** Opening Entries provided block **

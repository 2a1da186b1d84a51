//! 配置管理模块
//!
//! 提供CLI参数解析和本地化引擎配置管理功能

// 标准库导入
use std::path::PathBuf;

// 第三方crate导入
use clap::Parser;

// 本地模块导入
use crate::api_constants::{api_config, is_valid_api_url, service_config};
use crate::error::Result;

/// 本地化引擎配置结构体
///
/// 所有字段在构造期确定，`validate()`在任何网络调用之前同步校验。
/// 支持Builder模式进行链式配置。
///
/// # Examples
///
/// ```rust
/// use batch_localizer::config::LocalizerConfig;
///
/// let config = LocalizerConfig::new("api_key_xxx")
///     .with_api_url("http://localhost:8080")
///     .with_batch_size(50)
///     .with_ideal_batch_item_size(500);
/// ```
#[derive(Debug, Clone)]
pub struct LocalizerConfig {
    /// 提供方API密钥（必填）
    api_key: String,
    /// 提供方API服务地址
    api_url: String,
    /// 批处理大小（每分块最大条目数，1-250）
    batch_size: usize,
    /// 理想分块词数软上限（1-2500）
    ideal_batch_item_size: usize,
}

impl LocalizerConfig {
    /// 创建新的配置实例
    ///
    /// 返回具有默认值的配置实例：
    /// - API地址: 默认提供方端点
    /// - 批处理大小: 25
    /// - 理想分块词数: 250
    pub fn new(api_key: &str) -> Self {
        Self {
            api_key: api_key.to_string(),
            api_url: api_config::DEFAULT_API_URL.to_string(),
            batch_size: service_config::DEFAULT_BATCH_SIZE,
            ideal_batch_item_size: service_config::DEFAULT_IDEAL_BATCH_ITEM_SIZE,
        }
    }

    /// 获取API密钥
    pub fn api_key(&self) -> &str {
        &self.api_key
    }

    /// 获取API地址
    pub fn api_url(&self) -> &str {
        &self.api_url
    }

    /// 获取批处理大小
    pub fn batch_size(&self) -> usize {
        self.batch_size
    }

    /// 获取理想分块词数
    pub fn ideal_batch_item_size(&self) -> usize {
        self.ideal_batch_item_size
    }

    /// 设置API地址
    pub fn with_api_url(mut self, url: &str) -> Self {
        self.api_url = url.to_string();
        self
    }

    /// 设置批处理大小
    pub fn with_batch_size(mut self, size: usize) -> Self {
        self.batch_size = size;
        self
    }

    /// 设置理想分块词数软上限
    pub fn with_ideal_batch_item_size(mut self, size: usize) -> Self {
        self.ideal_batch_item_size = size;
        self
    }

    /// 校验配置
    ///
    /// 任何违反约束的字段都会产生配置错误，且发生在任何网络调用之前
    pub fn validate(&self) -> Result<()> {
        if self.api_key.trim().is_empty() {
            return Err(crate::localizer_error!(config, "api_key", "API密钥不能为空"));
        }

        if !is_valid_api_url(&self.api_url) {
            return Err(crate::localizer_error!(
                config,
                "api_url",
                format!("无效的API地址: {}", self.api_url)
            ));
        }

        if self.batch_size < service_config::MIN_BATCH_SIZE
            || self.batch_size > service_config::MAX_BATCH_SIZE
        {
            return Err(crate::localizer_error!(
                config,
                "batch_size",
                format!(
                    "批处理大小必须在{}到{}之间，当前为{}",
                    service_config::MIN_BATCH_SIZE,
                    service_config::MAX_BATCH_SIZE,
                    self.batch_size
                )
            ));
        }

        if self.ideal_batch_item_size < service_config::MIN_IDEAL_BATCH_ITEM_SIZE
            || self.ideal_batch_item_size > service_config::MAX_IDEAL_BATCH_ITEM_SIZE
        {
            return Err(crate::localizer_error!(
                config,
                "ideal_batch_item_size",
                format!(
                    "理想分块词数必须在{}到{}之间，当前为{}",
                    service_config::MIN_IDEAL_BATCH_ITEM_SIZE,
                    service_config::MAX_IDEAL_BATCH_ITEM_SIZE,
                    self.ideal_batch_item_size
                )
            ));
        }

        Ok(())
    }
}

/// CLI参数结构
#[derive(Parser)]
#[command(author, version, about = "批量HTML本地化CLI工具 - 结构无损编解码与分块批处理", long_about = None)]
pub struct Cli {
    /// 输入HTML文件路径
    #[arg(short, long, value_name = "FILE")]
    pub input: PathBuf,

    /// 输出文件路径 (可选，默认为输入文件名+语言代码)
    #[arg(short, long, value_name = "FILE")]
    pub output: Option<PathBuf>,

    /// 源语言代码 (如: en；省略则自动检测)
    #[arg(short, long)]
    pub source: Option<String>,

    /// 目标语言代码 (如: zh, es, fr)
    #[arg(short, long, default_value = "zh")]
    pub target: String,

    /// 提供方API密钥
    #[arg(short = 'k', long)]
    pub api_key: String,

    /// 提供方API地址
    #[arg(short, long, default_value = crate::api_constants::api_config::DEFAULT_API_URL)]
    pub api: String,

    /// 批处理大小 (每分块最大条目数)
    #[arg(long, default_value = "25")]
    pub batch_size: usize,

    /// 理想分块词数软上限
    #[arg(long, default_value = "250")]
    pub ideal_batch_item_size: usize,

    /// 快速模式 (以质量换取延迟)
    #[arg(long)]
    pub fast: bool,

    /// 详细输出模式
    #[arg(short, long)]
    pub verbose: bool,

    /// 静默模式 (仅输出错误)
    #[arg(short, long)]
    pub quiet: bool,
}

#[cfg(test)]
mod tests {
    use super::*;
    use crate::error::LocalizerError;

    #[test]
    fn test_default_config_is_valid() {
        let config = LocalizerConfig::new("api_key_xxx");
        assert!(config.validate().is_ok());
        assert_eq!(config.batch_size(), 25);
        assert_eq!(config.ideal_batch_item_size(), 250);
        assert_eq!(config.api_url(), api_config::DEFAULT_API_URL);
    }

    #[test]
    fn test_empty_api_key_rejected() {
        let config = LocalizerConfig::new("  ");
        match config.validate() {
            Err(LocalizerError::Configuration { field, .. }) => {
                assert_eq!(field, "api_key");
            }
            other => panic!("Expected configuration error, got {:?}", other),
        }
    }

    #[test]
    fn test_batch_size_bounds() {
        let config = LocalizerConfig::new("key").with_batch_size(0);
        assert!(config.validate().is_err());

        let config = LocalizerConfig::new("key").with_batch_size(251);
        assert!(config.validate().is_err());

        let config = LocalizerConfig::new("key").with_batch_size(250);
        assert!(config.validate().is_ok());
    }

    #[test]
    fn test_ideal_batch_item_size_bounds() {
        let config = LocalizerConfig::new("key").with_ideal_batch_item_size(0);
        assert!(config.validate().is_err());

        let config = LocalizerConfig::new("key").with_ideal_batch_item_size(2501);
        assert!(config.validate().is_err());

        let config = LocalizerConfig::new("key").with_ideal_batch_item_size(2500);
        assert!(config.validate().is_ok());
    }

    #[test]
    fn test_invalid_api_url_rejected() {
        let config = LocalizerConfig::new("key").with_api_url("not-a-url");
        match config.validate() {
            Err(LocalizerError::Configuration { field, .. }) => {
                assert_eq!(field, "api_url");
            }
            other => panic!("Expected configuration error, got {:?}", other),
        }
    }
}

** Closing Entries provided block **

• [What to produce] Retype the entries in full. Keep every line identical.

• [Result below]
repository 2a1da186b1d84a51
//! 配置管理模块
//!
//! 提供CLI参数解析和本地化引擎配置管理功能

// 标准库导入
use std::path::PathBuf;

// 第三方crate导入
use clap::Parser;

// 本地模块导入
use crate::api_constants::{api_config, is_valid_api_url, service_config};
use crate::error::Result;

/// 本地化引擎配置结构体
///
/// 所有字段在构造期确定，`validate()`在任何网络调用之前同步校验。
/// 支持Builder模式进行链式配置。
///
/// # Examples
///
/// ```rust
/// use batch_localizer::config::LocalizerConfig;
///
/// let config = LocalizerConfig::new("api_key_xxx")
///     .with_api_url("http://localhost:8080")
///     .with_batch_size(50)
///     .with_ideal_batch_item_size(500);
/// ```
#[derive(Debug, Clone)]
pub struct LocalizerConfig {
    /// 提供方API密钥（必填）
    api_key: String,
    /// 提供方API服务地址
    api_url: String,
    /// 批处理大小（每分块最大条目数，1-250）
    batch_size: usize,
    /// 理想分块词数软上限（1-2500）
    ideal_batch_item_size: usize,
}

impl LocalizerConfig {
    /// 创建新的配置实例
    ///
    /// 返回具有默认值的配置实例：
    /// - API地址: 默认提供方端点
    /// - 批处理大小: 25
    /// - 理想分块词数: 250
    pub fn new(api_key: &str) -> Self {
        Self {
            api_key: api_key.to_string(),
            api_url: api_config::DEFAULT_API_URL.to_string(),
            batch_size: service_config::DEFAULT_BATCH_SIZE,
            ideal_batch_item_size: service_config::DEFAULT_IDEAL_BATCH_ITEM_SIZE,
        }
    }

    /// 获取API密钥
    pub fn api_key(&self) -> &str {
        &self.api_key
    }

    /// 获取API地址
    pub fn api_url(&self) -> &str {
        &self.api_url
    }

    /// 获取批处理大小
    pub fn batch_size(&self) -> usize {
        self.batch_size
    }

    /// 获取理想分块词数
    pub fn ideal_batch_item_size(&self) -> usize {
        self.ideal_batch_item_size
    }

    /// 设置API地址
    pub fn with_api_url(mut self, url: &str) -> Self {
        self.api_url = url.to_string();
        self
    }

    /// 设置批处理大小
    pub fn with_batch_size(mut self, size: usize) -> Self {
        self.batch_size = size;
        self
    }

    /// 设置理想分块词数软上限
    pub fn with_ideal_batch_item_size(mut self, size: usize) -> Self {
        self.ideal_batch_item_size = size;
        self
    }

    /// 校验配置
    ///
    /// 任何违反约束的字段都会产生配置错误，且发生在任何网络调用之前
    pub fn validate(&self) -> Result<()> {
        if self.api_key.trim().is_empty() {
            return Err(crate::localizer_error!(config, "api_key", "API密钥不能为空"));
        }

        if !is_valid_api_url(&self.api_url) {
            return Err(crate::localizer_error!(
                config,
                "api_url",
                format!("无效的API地址: {}", self.api_url)
            ));
        }

        if self.batch_size < service_config::MIN_BATCH_SIZE
            || self.batch_size > service_config::MAX_BATCH_SIZE
        {
            return Err(crate::localizer_error!(
                config,
                "batch_size",
                format!(
                    "批处理大小必须在{}到{}之间，当前为{}",
                    service_config::MIN_BATCH_SIZE,
                    service_config::MAX_BATCH_SIZE,
                    self.batch_size
                )
            ));
        }

        if self.ideal_batch_item_size < service_config::MIN_IDEAL_BATCH_ITEM_SIZE
            || self.ideal_batch_item_size > service_config::MAX_IDEAL_BATCH_ITEM_SIZE
        {
            return Err(crate::localizer_error!(
                config,
                "ideal_batch_item_size",
                format!(
                    "理想分块词数必须在{}到{}之间，当前为{}",
                    service_config::MIN_IDEAL_BATCH_ITEM_SIZE,
                    service_config::MAX_IDEAL_BATCH_ITEM_SIZE,
                    self.ideal_batch_item_size
                )
            ));
        }

        Ok(())
    }
}

/// CLI参数结构
#[derive(Parser)]
#[command(author, version, about = "批量HTML本地化CLI工具 - 结构无损编解码与分块批处理", long_about = None)]
pub struct Cli {
    /// 输入HTML文件路径
    #[arg(short, long, value_name = "FILE")]
    pub input: PathBuf,

    /// 输出文件路径 (可选，默认为输入文件名+语言代码)
    #[arg(short, long, value_name = "FILE")]
    pub output: Option<PathBuf>,

    /// 源语言代码 (如: en；省略则自动检测)
    #[arg(short, long)]
    pub source: Option<String>,

    /// 目标语言代码 (如: zh, es, fr)
    #[arg(short, long, default_value = "zh")]
    pub target: String,

    /// 提供方API密钥
    #[arg(short = 'k', long)]
    pub api_key: String,

    /// 提供方API地址
    #[arg(short, long, default_value = crate::api_constants::api_config::DEFAULT_API_URL)]
    pub api: String,

    /// 批处理大小 (每分块最大条目数)
    #[arg(long, default_value = "25")]
    pub batch_size: usize,

    /// 理想分块词数软上限
    #[arg(long, default_value = "250")]
    pub ideal_batch_item_size: usize,

    /// 快速模式 (以质量换取延迟)
    #[arg(long)]
    pub fast: bool,

    /// 详细输出模式
    #[arg(short, long)]
    pub verbose: bool,

    /// 静默模式 (仅输出错误)
    #[arg(short, long)]
    pub quiet: bool,
}

#[cfg(test)]
mod tests {
    use super::*;
    use crate::error::LocalizerError;

    #[test]
    fn test_default_config_is_valid() {
        let config = LocalizerConfig::new("api_key_xxx");
        assert!(config.validate().is_ok());
        assert_eq!(config.batch_size(), 25);
        assert_eq!(config.ideal_batch_item_size(), 250);
        assert_eq!(config.api_url(), api_config::DEFAULT_API_URL);
    }

    #[test]
    fn test_empty_api_key_rejected() {
        let config = LocalizerConfig::new("  ");
        match config.validate() {
            Err(LocalizerError::Configuration { field, .. }) => {
                assert_eq!(field, "api_key");
            }
            other => panic!("Expected configuration error, got {:?}", other),
        }
    }

    #[test]
    fn test_batch_size_bounds() {
        let config = LocalizerConfig::new("key").with_batch_size(0);
        assert!(config.validate().is_err());

        let config = LocalizerConfig::new("key").with_batch_size(251);
        assert!(config.validate().is_err());

        let config = LocalizerConfig::new("key").with_batch_size(250);
        assert!(config.validate().is_ok());
    }

    #[test]
    fn test_ideal_batch_item_size_bounds() {
        let config = LocalizerConfig::new("key").with_ideal_batch_item_size(0);
        assert!(config.validate().is_err());

        let config = LocalizerConfig::new("key").with_ideal_batch_item_size(2501);
        assert!(config.validate().is_err());

        let config = LocalizerConfig::new("key").with_ideal_batch_item_size(2500);
        assert!(config.validate().is_ok());
    }

    #[test]
    fn test_invalid_api_url_rejected() {
        let config = LocalizerConfig::new("key").with_api_url("not-a-url");
        match config.validate() {
            Err(LocalizerError::Configuration { field, .. }) => {
                assert_eq!(field, "api_url");
            }
            other => panic!("Expected configuration error, got {:?}", other),
        }
    }
}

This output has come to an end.